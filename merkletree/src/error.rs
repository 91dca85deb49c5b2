use std::io;
use thiserror::Error;

/// Rejected tree shapes. Returned before any worker is spawned.
#[derive(Debug, Clone, PartialEq, Eq, Error)]
pub enum ConfigError {
    #[error("tree height must be at least 1, got {0}")]
    InvalidHeight(usize),

    #[error("branching factor must be at least 2, got {0}")]
    InvalidBranching(usize),

    #[error("data block size must be at least 1 byte")]
    InvalidBlockSize,
}

/// Failure reported by a hash primitive while absorbing input.
#[derive(Debug, Clone, PartialEq, Eq, Error)]
#[error("hash primitive failed: {message}")]
pub struct PrimitiveError {
    message: String,
}

impl PrimitiveError {
    pub fn new(message: impl Into<String>) -> Self {
        PrimitiveError {
            message: message.into(),
        }
    }

    pub fn message(&self) -> &str {
        &self.message
    }
}

/// Errors surfaced by [`MerkleTree`](crate::MerkleTree) and the pipeline behind it.
#[derive(Debug, Error)]
pub enum TreeError {
    #[error("invalid tree configuration: {0}")]
    Config(#[from] ConfigError),

    #[error("tree is closed")]
    Closed,

    #[error("tree was finalized by sum, reset it before writing again")]
    Finalized,

    #[error("writing {attempted} bytes in total exceeds tree capacity of {capacity} bytes")]
    CapacityExceeded { attempted: u64, capacity: u64 },

    #[error(transparent)]
    Primitive(#[from] PrimitiveError),

    #[error("pipeline worker at level {level} panicked")]
    WorkerPanicked { level: usize },

    #[error("pipeline disconnected")]
    PipelineDisconnected,

    #[error("unexpected {0} token at the tree root")]
    UnexpectedToken(&'static str),

    #[error("failed to spawn pipeline worker: {0}")]
    Spawn(#[source] io::Error),
}

pub type Result<T> = std::result::Result<T, TreeError>;

impl From<TreeError> for io::Error {
    fn from(err: TreeError) -> Self {
        match err {
            TreeError::Spawn(e) => e,
            other => io::Error::other(other),
        }
    }
}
────
EXERCISE PROMPT
Check all the records above and select each line where the string "impl" is found.

YOUR SOLUTION
impl PrimitiveError {
    pub fn new(message: impl Into<String>) -> Self {
impl From<TreeError> for io::Error {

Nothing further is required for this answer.